── Given entries ──

impl MultiKeyAuthenticator {
    /// `signatures` pairs each signature with the index of its key and must be sorted by index.
    pub fn new(public_keys: MultiKey, signatures: Vec<(u8, AnySignature)>) -> Result<Self> {
        let indices: Vec<u8> = signatures.iter().map(|(index, _)| *index).collect();
        let bitmap = create_bitmap(&indices).map_err(CryptoMaterialError::from)?;
        let authenticator = Self {
            public_keys,
            signatures: signatures.into_iter().map(|(_, sig)| sig).collect(),
            signatures_bitmap: bitmap.to_vec(),
        };
        authenticator.verify_sanity()?;
        Ok(authenticator)
    }

    pub fn public_keys(&self) -> &MultiKey {
        &self.public_keys
    }

    pub fn signatures(&self) -> &[AnySignature] {
        &self.signatures
    }

    pub fn signer_indices(&self) -> Vec<u8> {
        let mut bitmap = [0u8; BITMAP_NUM_OF_BYTES];
        bitmap[..self.signatures_bitmap.len()].copy_from_slice(&self.signatures_bitmap);
        bitmap_indices(&bitmap)
    }

    fn verify_sanity(&self) -> Result<()> {
        let indices = self.signer_indices();
        ensure!(
            indices.len() == self.signatures.len(),
            "Mismatch in the number of set bits ({}) and signatures ({})",
            indices.len(),
            self.signatures.len()
        );
        ensure!(
            indices.len() >= self.public_keys.signatures_required() as usize,
            "Not enough signatures for verification: {} of {} required",
            indices.len(),
            self.public_keys.signatures_required()
        );
        if let Some(index) = indices
            .iter()
            .find(|index| **index as usize >= self.public_keys.len())
        {
            bail!(
                "Signer index {} is out of range for {} public keys",
                index,
                self.public_keys.len()
            );
        }
        Ok(())
    }

    pub fn verify<T: CryptoHash + ?Sized>(&self, message: &T) -> Result<()> {
        self.verify_sanity()?;
        for (index, signature) in self.signer_indices().into_iter().zip(&self.signatures) {
            let public_key = self
                .public_keys
                .public_keys()
                .get(index as usize)
                .ok_or_else(|| anyhow::anyhow!("Signer index {} is out of range", index))?;
            signature.verify(public_key, message)?;
        }
        Ok(())
    }
}
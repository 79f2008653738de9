// Copyright © Aptos Foundation
// Parts of the project are originally copyright © Meta Platforms, Inc.
// SPDX-License-Identifier: Apache-2.0

//! Shared vocabulary for keys and signatures: the error type raised when key material does not
//! parse, and the signing/verification traits implemented by every scheme in this crate.

use crate::hash::{DefaultHasher, HashValue};
use aptos_bcs_utils::Serializable;
use thiserror::Error;

/// An error type for key and signature validation issues, see [`ValidCryptoMaterial`].
///
/// This enum reflects there are two interesting causes of validation failure for the ingestion of
/// key or signature material: deserialization errors (often, due to mangled material or curve
/// equation failure for ECC) and validation errors (material recognizable but unacceptable for
/// use, e.g. unsafe).
#[derive(Clone, Debug, PartialEq, Eq, Error)]
pub enum CryptoMaterialError {
    /// Struct to be signed does not serialize correctly.
    #[error("struct to be signed does not serialize correctly")]
    SerializationError,
    /// Key or signature material does not deserialize correctly.
    #[error("key or signature material does not deserialize correctly")]
    DeserializationError,
    /// Key or signature material deserializes, but is otherwise not valid.
    #[error("key or signature material is not valid")]
    ValidationError,
    /// Key, threshold or signature material does not have the expected size.
    #[error("key, threshold or signature material does not have the expected size")]
    WrongLengthError,
    /// Part of the signature or key is not canonical resulting to malleability issues.
    #[error("part of the signature or key is not canonical")]
    CanonicalRepresentationError,
    /// A curve point (i.e., a public key) lies on a small group.
    #[error("a curve point lies on a small group")]
    SmallSubgroupError,
    /// A curve point (i.e., a public key) does not satisfy the curve equation.
    #[error("a curve point does not satisfy the curve equation")]
    PointNotOnCurveError,
    /// BitVec errors in accountable multi-sig schemes.
    #[error("bitmap error: {0}")]
    BitVecError(String),
}

/// Key or signature material with a fixed canonical byte representation.
pub trait ValidCryptoMaterial: Sized + for<'a> TryFrom<&'a [u8], Error = CryptoMaterialError> {
    /// Canonical byte representation, without any length prefix.
    fn to_bytes(&self) -> Vec<u8>;
}

/// A value that is hashed and signed under its own domain-separation seed.
///
/// The seed is `sha3_256(b"APTOS::" ++ TYPE_NAME)`, so two types with the same BCS layout but
/// different names never produce colliding signing messages.
pub trait CryptoHash: Serializable {
    const TYPE_NAME: &'static str;

    fn hash_seed() -> HashValue {
        DefaultHasher::prefixed_hash(Self::TYPE_NAME.as_bytes())
    }

    fn hash(&self) -> Result<HashValue, CryptoMaterialError> {
        Ok(HashValue::sha3_256_of(&signing_message(self)?))
    }
}

/// Bytes a signer actually signs for `message`: its seed followed by its BCS encoding.
pub fn signing_message<T: CryptoHash + ?Sized>(
    message: &T,
) -> Result<Vec<u8>, CryptoMaterialError> {
    let body = message
        .bcs_to_bytes()
        .map_err(|_| CryptoMaterialError::SerializationError)?;
    let mut bytes = T::hash_seed().to_vec();
    bytes.extend_from_slice(&body);
    Ok(bytes)
}

/// A private key able to produce signatures of type `Self::SignatureMaterial`.
pub trait SigningKey {
    type VerifyingKeyMaterial: VerifyingKey<SignatureMaterial = Self::SignatureMaterial>;
    type SignatureMaterial: Signature<VerifyingKeyMaterial = Self::VerifyingKeyMaterial>;

    /// Signs `message` verbatim. Prefer [`SigningKey::sign`] for protocol messages so the domain
    /// seed is never forgotten.
    fn sign_arbitrary_message(&self, message: &[u8]) -> Self::SignatureMaterial;

    fn sign<T: CryptoHash + ?Sized>(
        &self,
        message: &T,
    ) -> Result<Self::SignatureMaterial, CryptoMaterialError> {
        Ok(self.sign_arbitrary_message(&signing_message(message)?))
    }

    fn verifying_key(&self) -> Self::VerifyingKeyMaterial;
}

/// A public key against which signatures are checked.
pub trait VerifyingKey: Sized {
    type SignatureMaterial: Signature<VerifyingKeyMaterial = Self>;

    fn verify_signature<T: CryptoHash + ?Sized>(
        &self,
        message: &T,
        signature: &Self::SignatureMaterial,
    ) -> anyhow::Result<()> {
        signature.verify(message, self)
    }
}

/// A signature checkable against a [`VerifyingKey`].
pub trait Signature: Sized {
    type VerifyingKeyMaterial: VerifyingKey<SignatureMaterial = Self>;

    fn verify<T: CryptoHash + ?Sized>(
        &self,
        message: &T,
        public_key: &Self::VerifyingKeyMaterial,
    ) -> anyhow::Result<()> {
        self.verify_arbitrary_msg(&signing_message(message)?, public_key)
    }

    /// Checks the signature over `message` verbatim.
    fn verify_arbitrary_msg(
        &self,
        message: &[u8],
        public_key: &Self::VerifyingKeyMaterial,
    ) -> anyhow::Result<()>;
}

───

* Required action: Read the entries and select each line where the word "Sized" is found.

* Result of the task:
    pub fn verify<T: CryptoHash + ?Sized>(&self, message: &T) -> Result<()> {
pub trait ValidCryptoMaterial: Sized + for<'a> TryFrom<&'a [u8], Error = CryptoMaterialError> {
pub fn signing_message<T: CryptoHash + ?Sized>(
    fn sign<T: CryptoHash + ?Sized>(
pub trait VerifyingKey: Sized {
    fn verify_signature<T: CryptoHash + ?Sized>(
pub trait Signature: Sized {
    fn verify<T: CryptoHash + ?Sized>(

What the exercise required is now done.